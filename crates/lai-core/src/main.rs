//! `latexai` command-line front end

use anyhow::{bail, Context};
use clap::{Arg, ArgAction, ArgMatches, Command};
use lai_chat::{AcceptTarget, ChatSession, HttpChatSource};
use lai_compile::{CompilationController, HttpBuildService, TriggerOutcome};
use lai_core::{logging, AppConfig};
use lai_document::DocumentState;
use std::path::PathBuf;
use std::sync::Arc;

fn cli() -> Command {
    Command::new("latexai")
        .version(lai_core::VERSION)
        .about("AI-assisted LaTeX authoring")
        .arg_required_else_help(true)
        .arg(
            Arg::new("config")
                .long("config")
                .global(true)
                .value_parser(clap::value_parser!(PathBuf))
                .help("Path to a TOML config file"),
        )
        .arg(
            Arg::new("json-logs")
                .long("json-logs")
                .global(true)
                .action(ArgAction::SetTrue)
                .help("Emit logs as JSON"),
        )
        .subcommand(
            Command::new("extract")
                .about("Split an assistant response around its [%LATEX%] payload")
                .arg(
                    Arg::new("file")
                        .required(true)
                        .value_parser(clap::value_parser!(PathBuf))
                        .help("File holding the response text"),
                ),
        )
        .subcommand(
            Command::new("compile")
                .about("Compile a LaTeX file through the build service")
                .arg(
                    Arg::new("file")
                        .required(true)
                        .value_parser(clap::value_parser!(PathBuf))
                        .help("LaTeX source"),
                )
                .arg(
                    Arg::new("out")
                        .long("out")
                        .short('o')
                        .required(true)
                        .value_parser(clap::value_parser!(PathBuf))
                        .help("Where to write the PDF"),
                ),
        )
        .subcommand(
            Command::new("chat")
                .about("Stream one assistant turn")
                .arg(Arg::new("prompt").required(true).help("Message to send"))
                .arg(
                    Arg::new("doc")
                        .long("doc")
                        .value_parser(clap::value_parser!(PathBuf))
                        .help("Write the accepted LaTeX into this file"),
                ),
        )
}

fn load_config(matches: &ArgMatches) -> anyhow::Result<AppConfig> {
    let config = match matches.get_one::<PathBuf>("config") {
        Some(path) => AppConfig::load(path)?,
        None => AppConfig::new(),
    };
    let mut config = config.apply_env();
    if matches.get_flag("json-logs") {
        config.logging.format = lai_core::LogFormat::Json;
    }
    config.validate()?;
    Ok(config)
}

fn run_extract(args: &ArgMatches) -> anyhow::Result<()> {
    let Some(path) = args.get_one::<PathBuf>("file") else {
        bail!("missing file");
    };
    let content = std::fs::read_to_string(path)
        .with_context(|| format!("failed to read {}", path.display()))?;

    let result = lai_extract::extract(&content);
    println!("--- prefix ---\n{}", result.prefix);
    match &result.payload {
        Some(payload) => println!("--- payload ---\n{payload}"),
        None => println!("--- payload ---\n(none)"),
    }
    println!("--- suffix ---\n{}", result.suffix);
    Ok(())
}

async fn run_compile(config: &AppConfig, args: &ArgMatches) -> anyhow::Result<()> {
    let (Some(file), Some(out)) = (args.get_one::<PathBuf>("file"), args.get_one::<PathBuf>("out"))
    else {
        bail!("missing file or --out");
    };
    let source = tokio::fs::read_to_string(file)
        .await
        .with_context(|| format!("failed to read {}", file.display()))?;

    let service = HttpBuildService::builder()
        .base_url(config.build.base_url.clone())
        .timeout(config.build.timeout())
        .build()?;
    let controller = CompilationController::new(Arc::new(service), DocumentState::with_text(source))
        .with_compiler(config.build.compiler.clone());

    match controller.trigger_compile().await {
        TriggerOutcome::Settled(report) if report.outcome.is_success() => {
            let Some(bytes) = controller.artifact_bytes() else {
                bail!("compiled artifact was released before it could be written");
            };
            tokio::fs::write(out, &bytes)
                .await
                .with_context(|| format!("failed to write {}", out.display()))?;
            println!(
                "Wrote {} ({} bytes) in {:.1}s",
                out.display(),
                bytes.len(),
                report.elapsed.as_secs_f64()
            );
            Ok(())
        }
        TriggerOutcome::Settled(_) => {
            let message = controller.last_error().unwrap_or_default();
            bail!("Compilation Error: {message}")
        }
        TriggerOutcome::Rejected => bail!("a compile is already in progress"),
    }
}

async fn run_chat(config: &AppConfig, args: &ArgMatches) -> anyhow::Result<()> {
    let Some(prompt) = args.get_one::<String>("prompt") else {
        bail!("missing prompt");
    };
    let source = HttpChatSource::with_timeout(config.chat.endpoint.clone(), config.chat.timeout())?;
    let chat = ChatSession::new(Arc::new(source), config.chat.prompt.text().map(String::from));

    let turn = chat.submit(prompt).await?;
    let Some(id) = turn.assistant else {
        bail!(
            "assistant sent no reply: {}",
            turn.error.unwrap_or_default()
        );
    };
    if let Some(message) = chat.messages().iter().find(|m| m.id == id) {
        println!("{}", message.content);
    }
    if let Some(error) = &turn.error {
        eprintln!("warning: {error}");
    }

    if let Some(path) = args.get_one::<PathBuf>("doc") {
        let document = DocumentState::new();
        match chat.accept(id, &document)? {
            AcceptTarget::Payload(_) => {}
            AcceptTarget::Raw(_) => eprintln!("warning: no LaTeX payload found, writing raw reply"),
        }
        tokio::fs::write(path, document.text())
            .await
            .with_context(|| format!("failed to write {}", path.display()))?;
        println!("Wrote {}", path.display());
    }
    Ok(())
}

#[tokio::main]
async fn main() -> anyhow::Result<()> {
    let matches = cli().get_matches();
    let Some((name, args)) = matches.subcommand() else {
        return Ok(());
    };
    // Global flags are propagated down into the subcommand's matches
    let config = load_config(args)?;
    logging::init(&config.logging)?;

    match name {
        "extract" => run_extract(args),
        "compile" => run_compile(&config, args).await,
        "chat" => run_chat(&config, args).await,
        _ => Ok(()),
    }
}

=-=-=-=-=

Work order:
Restate the data above exactly, keeping each word as it stands.

Output:
filename crates/lai-core/src/main.rs
//! `latexai` command-line front end

use anyhow::{bail, Context};
use clap::{Arg, ArgAction, ArgMatches, Command};
use lai_chat::{AcceptTarget, ChatSession, HttpChatSource};
use lai_compile::{CompilationController, HttpBuildService, TriggerOutcome};
use lai_core::{logging, AppConfig};
use lai_document::DocumentState;
use std::path::PathBuf;
use std::sync::Arc;

fn cli() -> Command {
    Command::new("latexai")
        .version(lai_core::VERSION)
        .about("AI-assisted LaTeX authoring")
        .arg_required_else_help(true)
        .arg(
            Arg::new("config")
                .long("config")
                .global(true)
                .value_parser(clap::value_parser!(PathBuf))
                .help("Path to a TOML config file"),
        )
        .arg(
            Arg::new("json-logs")
                .long("json-logs")
                .global(true)
                .action(ArgAction::SetTrue)
                .help("Emit logs as JSON"),
        )
        .subcommand(
            Command::new("extract")
                .about("Split an assistant response around its [%LATEX%] payload")
                .arg(
                    Arg::new("file")
                        .required(true)
                        .value_parser(clap::value_parser!(PathBuf))
                        .help("File holding the response text"),
                ),
        )
        .subcommand(
            Command::new("compile")
                .about("Compile a LaTeX file through the build service")
                .arg(
                    Arg::new("file")
                        .required(true)
                        .value_parser(clap::value_parser!(PathBuf))
                        .help("LaTeX source"),
                )
                .arg(
                    Arg::new("out")
                        .long("out")
                        .short('o')
                        .required(true)
                        .value_parser(clap::value_parser!(PathBuf))
                        .help("Where to write the PDF"),
                ),
        )
        .subcommand(
            Command::new("chat")
                .about("Stream one assistant turn")
                .arg(Arg::new("prompt").required(true).help("Message to send"))
                .arg(
                    Arg::new("doc")
                        .long("doc")
                        .value_parser(clap::value_parser!(PathBuf))
                        .help("Write the accepted LaTeX into this file"),
                ),
        )
}

fn load_config(matches: &ArgMatches) -> anyhow::Result<AppConfig> {
    let config = match matches.get_one::<PathBuf>("config") {
        Some(path) => AppConfig::load(path)?,
        None => AppConfig::new(),
    };
    let mut config = config.apply_env();
    if matches.get_flag("json-logs") {
        config.logging.format = lai_core::LogFormat::Json;
    }
    config.validate()?;
    Ok(config)
}

fn run_extract(args: &ArgMatches) -> anyhow::Result<()> {
    let Some(path) = args.get_one::<PathBuf>("file") else {
        bail!("missing file");
    };
    let content = std::fs::read_to_string(path)
        .with_context(|| format!("failed to read {}", path.display()))?;

    let result = lai_extract::extract(&content);
    println!("--- prefix ---\n{}", result.prefix);
    match &result.payload {
        Some(payload) => println!("--- payload ---\n{payload}"),
        None => println!("--- payload ---\n(none)"),
    }
    println!("--- suffix ---\n{}", result.suffix);
    Ok(())
}

async fn run_compile(config: &AppConfig, args: &ArgMatches) -> anyhow::Result<()> {
    let (Some(file), Some(out)) = (args.get_one::<PathBuf>("file"), args.get_one::<PathBuf>("out"))
    else {
        bail!("missing file or --out");
    };
    let source = tokio::fs::read_to_string(file)
        .await
        .with_context(|| format!("failed to read {}", file.display()))?;

    let service = HttpBuildService::builder()
        .base_url(config.build.base_url.clone())
        .timeout(config.build.timeout())
        .build()?;
    let controller = CompilationController::new(Arc::new(service), DocumentState::with_text(source))
        .with_compiler(config.build.compiler.clone());

    match controller.trigger_compile().await {
        TriggerOutcome::Settled(report) if report.outcome.is_success() => {
            let Some(bytes) = controller.artifact_bytes() else {
                bail!("compiled artifact was released before it could be written");
            };
            tokio::fs::write(out, &bytes)
                .await
                .with_context(|| format!("failed to write {}", out.display()))?;
            println!(
                "Wrote {} ({} bytes) in {:.1}s",
                out.display(),
                bytes.len(),
                report.elapsed.as_secs_f64()
            );
            Ok(())
        }
        TriggerOutcome::Settled(_) => {
            let message = controller.last_error().unwrap_or_default();
            bail!("Compilation Error: {message}")
        }
        TriggerOutcome::Rejected => bail!("a compile is already in progress"),
    }
}

async fn run_chat(config: &AppConfig, args: &ArgMatches) -> anyhow::Result<()> {
    let Some(prompt) = args.get_one::<String>("prompt") else {
        bail!("missing prompt");
    };
    let source = HttpChatSource::with_timeout(config.chat.endpoint.clone(), config.chat.timeout())?;
    let chat = ChatSession::new(Arc::new(source), config.chat.prompt.text().map(String::from));

    let turn = chat.submit(prompt).await?;
    let Some(id) = turn.assistant else {
        bail!(
            "assistant sent no reply: {}",
            turn.error.unwrap_or_default()
        );
    };
    if let Some(message) = chat.messages().iter().find(|m| m.id == id) {
        println!("{}", message.content);
    }
    if let Some(error) = &turn.error {
        eprintln!("warning: {error}");
    }

    if let Some(path) = args.get_one::<PathBuf>("doc") {
        let document = DocumentState::new();
        match chat.accept(id, &document)? {
            AcceptTarget::Payload(_) => {}
            AcceptTarget::Raw(_) => eprintln!("warning: no LaTeX payload found, writing raw reply"),
        }
        tokio::fs::write(path, document.text())
            .await
            .with_context(|| format!("failed to write {}", path.display()))?;
        println!("Wrote {}", path.display());
    }
    Ok(())
}

#[tokio::main]
async fn main() -> anyhow::Result<()> {
    let matches = cli().get_matches();
    let Some((name, args)) = matches.subcommand() else {
        return Ok(());
    };
    // Global flags are propagated down into the subcommand's matches
    let config = load_config(args)?;
    logging::init(&config.logging)?;

    match name {
        "extract" => run_extract(args),
        "compile" => run_compile(&config, args).await,
        "chat" => run_chat(&config, args).await,
        _ => Ok(()),
    }
}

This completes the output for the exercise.